▶ _Activity_: Check every line of the entries below for the word "written", then give only the number of lines that have it.

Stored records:
>>>>>

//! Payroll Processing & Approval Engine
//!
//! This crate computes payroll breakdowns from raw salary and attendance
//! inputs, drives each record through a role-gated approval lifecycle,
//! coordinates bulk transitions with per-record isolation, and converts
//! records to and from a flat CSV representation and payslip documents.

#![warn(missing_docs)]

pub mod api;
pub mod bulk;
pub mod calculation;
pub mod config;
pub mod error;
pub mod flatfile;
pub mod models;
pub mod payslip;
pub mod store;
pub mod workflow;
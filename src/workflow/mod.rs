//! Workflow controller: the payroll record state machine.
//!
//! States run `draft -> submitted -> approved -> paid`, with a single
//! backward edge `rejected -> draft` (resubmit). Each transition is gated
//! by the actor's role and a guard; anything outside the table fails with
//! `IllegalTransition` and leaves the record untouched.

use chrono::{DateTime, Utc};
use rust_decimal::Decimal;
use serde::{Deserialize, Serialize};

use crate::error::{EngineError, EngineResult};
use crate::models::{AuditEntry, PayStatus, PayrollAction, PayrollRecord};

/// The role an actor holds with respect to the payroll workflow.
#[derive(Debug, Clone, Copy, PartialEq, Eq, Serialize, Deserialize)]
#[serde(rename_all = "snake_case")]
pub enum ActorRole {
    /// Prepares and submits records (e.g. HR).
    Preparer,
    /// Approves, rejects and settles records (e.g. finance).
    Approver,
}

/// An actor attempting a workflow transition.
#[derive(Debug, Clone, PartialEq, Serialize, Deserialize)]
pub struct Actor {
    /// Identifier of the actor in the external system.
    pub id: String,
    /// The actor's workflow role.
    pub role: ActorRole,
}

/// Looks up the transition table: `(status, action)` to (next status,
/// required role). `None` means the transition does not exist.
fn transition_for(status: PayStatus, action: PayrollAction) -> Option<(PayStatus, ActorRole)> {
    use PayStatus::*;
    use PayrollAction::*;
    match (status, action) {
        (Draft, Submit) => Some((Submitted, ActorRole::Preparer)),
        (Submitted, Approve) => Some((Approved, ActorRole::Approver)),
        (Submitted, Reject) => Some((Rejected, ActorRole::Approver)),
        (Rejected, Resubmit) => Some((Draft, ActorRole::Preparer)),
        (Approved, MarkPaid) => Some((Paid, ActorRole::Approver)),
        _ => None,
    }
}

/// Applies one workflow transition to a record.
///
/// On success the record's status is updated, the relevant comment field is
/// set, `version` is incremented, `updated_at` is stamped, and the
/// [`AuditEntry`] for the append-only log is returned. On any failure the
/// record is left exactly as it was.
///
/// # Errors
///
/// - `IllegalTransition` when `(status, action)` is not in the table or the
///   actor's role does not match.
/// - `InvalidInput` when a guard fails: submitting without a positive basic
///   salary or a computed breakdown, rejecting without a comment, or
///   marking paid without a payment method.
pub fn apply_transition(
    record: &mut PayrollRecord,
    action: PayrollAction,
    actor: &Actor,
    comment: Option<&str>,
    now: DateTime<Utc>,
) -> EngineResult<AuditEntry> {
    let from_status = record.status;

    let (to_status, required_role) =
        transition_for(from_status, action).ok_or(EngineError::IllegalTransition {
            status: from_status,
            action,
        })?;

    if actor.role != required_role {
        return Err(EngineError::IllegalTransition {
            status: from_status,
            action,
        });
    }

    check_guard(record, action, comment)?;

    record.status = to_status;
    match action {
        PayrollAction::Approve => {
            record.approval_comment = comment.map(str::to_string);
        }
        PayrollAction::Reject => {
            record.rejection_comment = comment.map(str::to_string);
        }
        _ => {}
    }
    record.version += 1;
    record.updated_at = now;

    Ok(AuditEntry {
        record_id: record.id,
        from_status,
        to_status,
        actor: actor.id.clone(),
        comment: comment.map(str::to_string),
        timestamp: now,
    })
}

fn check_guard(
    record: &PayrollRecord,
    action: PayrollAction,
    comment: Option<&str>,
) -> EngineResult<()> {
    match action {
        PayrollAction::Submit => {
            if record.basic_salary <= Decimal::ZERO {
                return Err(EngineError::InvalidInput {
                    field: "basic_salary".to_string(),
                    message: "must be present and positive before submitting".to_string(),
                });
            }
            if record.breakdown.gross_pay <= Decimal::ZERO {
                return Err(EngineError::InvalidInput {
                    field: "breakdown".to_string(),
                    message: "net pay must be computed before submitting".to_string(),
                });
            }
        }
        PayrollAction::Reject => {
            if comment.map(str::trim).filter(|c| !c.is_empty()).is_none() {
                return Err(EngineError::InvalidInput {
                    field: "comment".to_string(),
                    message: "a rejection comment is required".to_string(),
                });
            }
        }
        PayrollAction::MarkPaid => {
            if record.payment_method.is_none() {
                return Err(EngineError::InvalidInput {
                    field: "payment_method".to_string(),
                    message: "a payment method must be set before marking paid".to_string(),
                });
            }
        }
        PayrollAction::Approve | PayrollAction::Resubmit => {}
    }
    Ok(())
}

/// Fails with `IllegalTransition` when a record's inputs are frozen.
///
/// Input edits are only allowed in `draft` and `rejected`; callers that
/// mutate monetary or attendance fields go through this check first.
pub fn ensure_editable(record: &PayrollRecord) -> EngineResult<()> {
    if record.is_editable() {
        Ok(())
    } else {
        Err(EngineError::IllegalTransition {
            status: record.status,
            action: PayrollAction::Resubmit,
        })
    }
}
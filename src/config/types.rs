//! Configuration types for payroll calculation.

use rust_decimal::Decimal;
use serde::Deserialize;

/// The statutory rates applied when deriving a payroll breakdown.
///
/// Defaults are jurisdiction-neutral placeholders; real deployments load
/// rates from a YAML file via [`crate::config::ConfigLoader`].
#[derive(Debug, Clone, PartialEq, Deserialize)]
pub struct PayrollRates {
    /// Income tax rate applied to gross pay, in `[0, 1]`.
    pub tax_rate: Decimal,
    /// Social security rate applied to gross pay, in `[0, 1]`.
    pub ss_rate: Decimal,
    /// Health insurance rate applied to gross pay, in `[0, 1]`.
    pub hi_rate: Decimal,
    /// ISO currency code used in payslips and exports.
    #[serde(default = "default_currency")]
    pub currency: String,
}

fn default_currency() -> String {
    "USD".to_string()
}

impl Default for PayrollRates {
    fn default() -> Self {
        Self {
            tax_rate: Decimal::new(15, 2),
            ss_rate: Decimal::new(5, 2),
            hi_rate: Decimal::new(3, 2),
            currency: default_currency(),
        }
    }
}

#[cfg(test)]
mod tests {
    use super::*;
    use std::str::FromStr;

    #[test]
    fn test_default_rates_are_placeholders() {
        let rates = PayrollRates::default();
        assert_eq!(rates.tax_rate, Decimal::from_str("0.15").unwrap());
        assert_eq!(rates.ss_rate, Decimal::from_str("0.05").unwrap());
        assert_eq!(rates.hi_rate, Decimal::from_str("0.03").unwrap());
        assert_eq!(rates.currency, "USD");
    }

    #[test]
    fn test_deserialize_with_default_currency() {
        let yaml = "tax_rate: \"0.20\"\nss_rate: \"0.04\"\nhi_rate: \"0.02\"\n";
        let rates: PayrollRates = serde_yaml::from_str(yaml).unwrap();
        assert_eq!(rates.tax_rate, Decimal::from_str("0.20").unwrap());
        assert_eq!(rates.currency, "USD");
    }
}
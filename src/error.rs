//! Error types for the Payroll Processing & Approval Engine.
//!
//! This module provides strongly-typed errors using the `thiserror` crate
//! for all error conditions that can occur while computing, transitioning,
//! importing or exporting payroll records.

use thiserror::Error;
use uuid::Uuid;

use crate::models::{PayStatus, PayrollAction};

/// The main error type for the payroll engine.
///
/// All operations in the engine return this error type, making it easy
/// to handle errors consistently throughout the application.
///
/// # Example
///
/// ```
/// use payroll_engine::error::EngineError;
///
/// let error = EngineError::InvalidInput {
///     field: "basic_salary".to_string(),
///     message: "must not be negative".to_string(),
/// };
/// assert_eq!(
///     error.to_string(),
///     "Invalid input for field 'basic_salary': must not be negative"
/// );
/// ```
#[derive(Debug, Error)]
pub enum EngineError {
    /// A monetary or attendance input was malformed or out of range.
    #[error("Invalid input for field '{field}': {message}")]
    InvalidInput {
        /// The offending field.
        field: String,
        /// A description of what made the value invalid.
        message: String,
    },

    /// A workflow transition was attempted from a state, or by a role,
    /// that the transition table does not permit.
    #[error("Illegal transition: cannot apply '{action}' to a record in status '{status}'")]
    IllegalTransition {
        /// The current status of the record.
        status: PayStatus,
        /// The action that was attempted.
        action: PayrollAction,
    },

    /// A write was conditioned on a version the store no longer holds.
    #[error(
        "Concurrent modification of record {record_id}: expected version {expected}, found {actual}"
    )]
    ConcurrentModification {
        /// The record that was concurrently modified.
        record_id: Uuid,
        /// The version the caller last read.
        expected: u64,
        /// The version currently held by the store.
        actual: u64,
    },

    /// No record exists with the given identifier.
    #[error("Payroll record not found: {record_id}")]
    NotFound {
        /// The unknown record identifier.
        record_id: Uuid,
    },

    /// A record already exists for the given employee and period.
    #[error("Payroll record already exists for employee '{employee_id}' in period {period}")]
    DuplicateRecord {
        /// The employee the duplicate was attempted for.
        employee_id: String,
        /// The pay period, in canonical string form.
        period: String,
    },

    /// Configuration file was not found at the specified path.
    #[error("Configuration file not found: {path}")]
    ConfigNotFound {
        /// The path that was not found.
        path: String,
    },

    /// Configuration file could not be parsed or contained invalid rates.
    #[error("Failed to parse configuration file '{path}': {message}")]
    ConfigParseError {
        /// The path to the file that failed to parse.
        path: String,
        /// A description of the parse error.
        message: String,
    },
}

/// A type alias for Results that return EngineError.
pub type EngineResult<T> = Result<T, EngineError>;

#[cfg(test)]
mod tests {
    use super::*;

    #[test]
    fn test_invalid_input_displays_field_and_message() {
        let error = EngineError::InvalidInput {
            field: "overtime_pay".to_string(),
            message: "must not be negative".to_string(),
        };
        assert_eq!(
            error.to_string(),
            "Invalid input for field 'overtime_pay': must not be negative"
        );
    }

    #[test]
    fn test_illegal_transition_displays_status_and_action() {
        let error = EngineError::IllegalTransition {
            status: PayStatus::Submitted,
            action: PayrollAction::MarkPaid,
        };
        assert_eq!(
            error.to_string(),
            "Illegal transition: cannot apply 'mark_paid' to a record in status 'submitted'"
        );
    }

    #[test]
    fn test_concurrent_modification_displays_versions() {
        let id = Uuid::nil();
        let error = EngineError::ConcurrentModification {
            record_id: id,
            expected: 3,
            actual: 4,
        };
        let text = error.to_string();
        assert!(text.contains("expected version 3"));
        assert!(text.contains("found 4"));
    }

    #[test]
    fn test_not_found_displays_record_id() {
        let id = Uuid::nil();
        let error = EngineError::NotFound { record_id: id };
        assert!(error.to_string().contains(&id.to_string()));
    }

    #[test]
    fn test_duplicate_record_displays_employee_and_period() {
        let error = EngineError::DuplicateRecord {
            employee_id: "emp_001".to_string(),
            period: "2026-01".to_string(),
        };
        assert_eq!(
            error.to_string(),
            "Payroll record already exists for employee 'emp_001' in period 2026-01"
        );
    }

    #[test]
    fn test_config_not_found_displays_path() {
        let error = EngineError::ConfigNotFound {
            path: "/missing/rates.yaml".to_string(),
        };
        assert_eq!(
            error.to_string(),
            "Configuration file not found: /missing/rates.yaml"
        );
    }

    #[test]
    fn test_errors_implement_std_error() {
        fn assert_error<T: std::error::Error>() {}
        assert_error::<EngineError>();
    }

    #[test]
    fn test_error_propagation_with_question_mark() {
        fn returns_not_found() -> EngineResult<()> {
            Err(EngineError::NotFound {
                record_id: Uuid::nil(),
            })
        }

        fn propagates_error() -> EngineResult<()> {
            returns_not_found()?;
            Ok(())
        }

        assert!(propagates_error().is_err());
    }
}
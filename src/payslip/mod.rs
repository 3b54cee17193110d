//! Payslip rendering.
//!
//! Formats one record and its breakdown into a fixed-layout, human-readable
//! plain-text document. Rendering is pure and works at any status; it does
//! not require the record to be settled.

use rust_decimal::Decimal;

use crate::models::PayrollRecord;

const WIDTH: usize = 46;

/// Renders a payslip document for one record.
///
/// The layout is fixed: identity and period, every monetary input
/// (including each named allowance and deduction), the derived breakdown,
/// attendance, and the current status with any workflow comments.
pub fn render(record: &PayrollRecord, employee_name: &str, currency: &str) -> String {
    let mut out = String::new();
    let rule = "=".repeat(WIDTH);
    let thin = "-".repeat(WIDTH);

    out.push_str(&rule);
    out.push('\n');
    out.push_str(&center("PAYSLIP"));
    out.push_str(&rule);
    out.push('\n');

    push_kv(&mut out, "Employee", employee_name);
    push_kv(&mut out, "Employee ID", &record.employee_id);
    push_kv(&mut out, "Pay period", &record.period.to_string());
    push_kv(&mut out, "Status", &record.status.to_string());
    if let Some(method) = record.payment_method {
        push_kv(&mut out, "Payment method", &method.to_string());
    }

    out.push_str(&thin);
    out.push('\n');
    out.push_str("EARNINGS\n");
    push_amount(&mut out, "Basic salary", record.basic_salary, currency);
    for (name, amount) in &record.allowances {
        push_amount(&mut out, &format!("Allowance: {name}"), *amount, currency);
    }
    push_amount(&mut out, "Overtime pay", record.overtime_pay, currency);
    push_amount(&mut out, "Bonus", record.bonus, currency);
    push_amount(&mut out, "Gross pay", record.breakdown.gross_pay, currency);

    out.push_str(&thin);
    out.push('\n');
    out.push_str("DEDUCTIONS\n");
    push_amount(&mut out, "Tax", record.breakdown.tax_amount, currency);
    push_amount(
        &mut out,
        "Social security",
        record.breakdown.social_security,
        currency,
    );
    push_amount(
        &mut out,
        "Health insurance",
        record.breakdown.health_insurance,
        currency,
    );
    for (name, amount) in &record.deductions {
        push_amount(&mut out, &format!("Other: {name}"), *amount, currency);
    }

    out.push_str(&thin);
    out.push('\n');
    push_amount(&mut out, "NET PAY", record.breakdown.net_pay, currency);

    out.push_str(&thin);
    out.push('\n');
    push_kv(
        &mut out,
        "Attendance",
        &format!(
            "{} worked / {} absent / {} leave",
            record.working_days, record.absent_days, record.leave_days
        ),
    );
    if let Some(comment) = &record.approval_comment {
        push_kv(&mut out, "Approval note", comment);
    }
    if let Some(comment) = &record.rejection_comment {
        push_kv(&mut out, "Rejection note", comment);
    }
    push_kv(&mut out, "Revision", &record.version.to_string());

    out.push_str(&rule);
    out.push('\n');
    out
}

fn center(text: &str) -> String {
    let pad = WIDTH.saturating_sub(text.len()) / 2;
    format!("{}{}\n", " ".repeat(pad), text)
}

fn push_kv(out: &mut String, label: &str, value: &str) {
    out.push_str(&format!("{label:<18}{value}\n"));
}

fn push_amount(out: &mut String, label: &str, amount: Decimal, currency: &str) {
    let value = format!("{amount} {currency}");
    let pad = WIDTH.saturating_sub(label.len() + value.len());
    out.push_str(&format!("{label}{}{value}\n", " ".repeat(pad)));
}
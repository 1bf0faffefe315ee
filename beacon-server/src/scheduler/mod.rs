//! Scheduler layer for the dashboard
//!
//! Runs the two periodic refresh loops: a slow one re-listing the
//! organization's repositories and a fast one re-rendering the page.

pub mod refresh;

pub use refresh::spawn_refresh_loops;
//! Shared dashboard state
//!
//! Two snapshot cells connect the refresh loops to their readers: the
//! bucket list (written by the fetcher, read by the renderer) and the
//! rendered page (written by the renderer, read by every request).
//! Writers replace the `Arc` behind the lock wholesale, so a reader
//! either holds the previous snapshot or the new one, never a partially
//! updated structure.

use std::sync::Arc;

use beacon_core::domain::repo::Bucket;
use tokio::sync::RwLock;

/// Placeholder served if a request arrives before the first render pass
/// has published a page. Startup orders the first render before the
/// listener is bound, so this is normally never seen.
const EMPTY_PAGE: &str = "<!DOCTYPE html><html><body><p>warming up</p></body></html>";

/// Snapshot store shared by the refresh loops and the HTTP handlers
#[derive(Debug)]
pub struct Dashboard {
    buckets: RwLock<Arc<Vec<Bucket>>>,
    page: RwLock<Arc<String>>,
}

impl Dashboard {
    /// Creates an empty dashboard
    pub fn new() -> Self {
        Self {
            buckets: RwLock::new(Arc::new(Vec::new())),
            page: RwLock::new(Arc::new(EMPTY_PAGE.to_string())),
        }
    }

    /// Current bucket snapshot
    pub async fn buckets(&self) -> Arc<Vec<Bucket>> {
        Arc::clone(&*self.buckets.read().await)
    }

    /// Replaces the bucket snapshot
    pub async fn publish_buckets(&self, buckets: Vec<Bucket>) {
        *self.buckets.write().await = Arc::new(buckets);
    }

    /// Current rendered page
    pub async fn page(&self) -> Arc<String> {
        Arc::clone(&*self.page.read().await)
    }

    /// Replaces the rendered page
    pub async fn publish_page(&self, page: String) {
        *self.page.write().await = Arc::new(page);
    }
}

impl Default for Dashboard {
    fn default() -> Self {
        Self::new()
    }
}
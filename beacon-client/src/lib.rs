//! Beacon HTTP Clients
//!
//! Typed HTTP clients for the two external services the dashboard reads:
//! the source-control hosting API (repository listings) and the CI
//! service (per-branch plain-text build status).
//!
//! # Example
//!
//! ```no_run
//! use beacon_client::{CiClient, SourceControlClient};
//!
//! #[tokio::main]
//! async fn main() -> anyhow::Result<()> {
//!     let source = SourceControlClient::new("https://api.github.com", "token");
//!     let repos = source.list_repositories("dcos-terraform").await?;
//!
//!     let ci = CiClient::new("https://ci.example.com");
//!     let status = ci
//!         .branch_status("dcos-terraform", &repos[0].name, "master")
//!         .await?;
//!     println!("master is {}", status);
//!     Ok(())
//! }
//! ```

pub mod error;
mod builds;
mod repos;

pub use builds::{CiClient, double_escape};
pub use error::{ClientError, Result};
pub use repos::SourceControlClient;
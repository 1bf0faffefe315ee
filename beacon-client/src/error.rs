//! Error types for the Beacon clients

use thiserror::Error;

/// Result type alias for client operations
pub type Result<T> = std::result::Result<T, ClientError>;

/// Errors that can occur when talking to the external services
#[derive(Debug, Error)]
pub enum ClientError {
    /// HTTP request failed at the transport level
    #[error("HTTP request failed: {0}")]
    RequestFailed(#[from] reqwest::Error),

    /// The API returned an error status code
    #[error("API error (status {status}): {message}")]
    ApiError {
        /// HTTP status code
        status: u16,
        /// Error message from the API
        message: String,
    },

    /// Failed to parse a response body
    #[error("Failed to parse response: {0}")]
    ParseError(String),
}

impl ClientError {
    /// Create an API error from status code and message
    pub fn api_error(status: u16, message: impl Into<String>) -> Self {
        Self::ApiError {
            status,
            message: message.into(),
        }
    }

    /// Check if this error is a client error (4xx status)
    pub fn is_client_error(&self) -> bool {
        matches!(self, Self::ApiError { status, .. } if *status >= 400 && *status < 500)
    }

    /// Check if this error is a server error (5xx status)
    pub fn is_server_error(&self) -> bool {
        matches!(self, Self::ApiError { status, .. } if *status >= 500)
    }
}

<<<<<

▶ _Answer box_: 2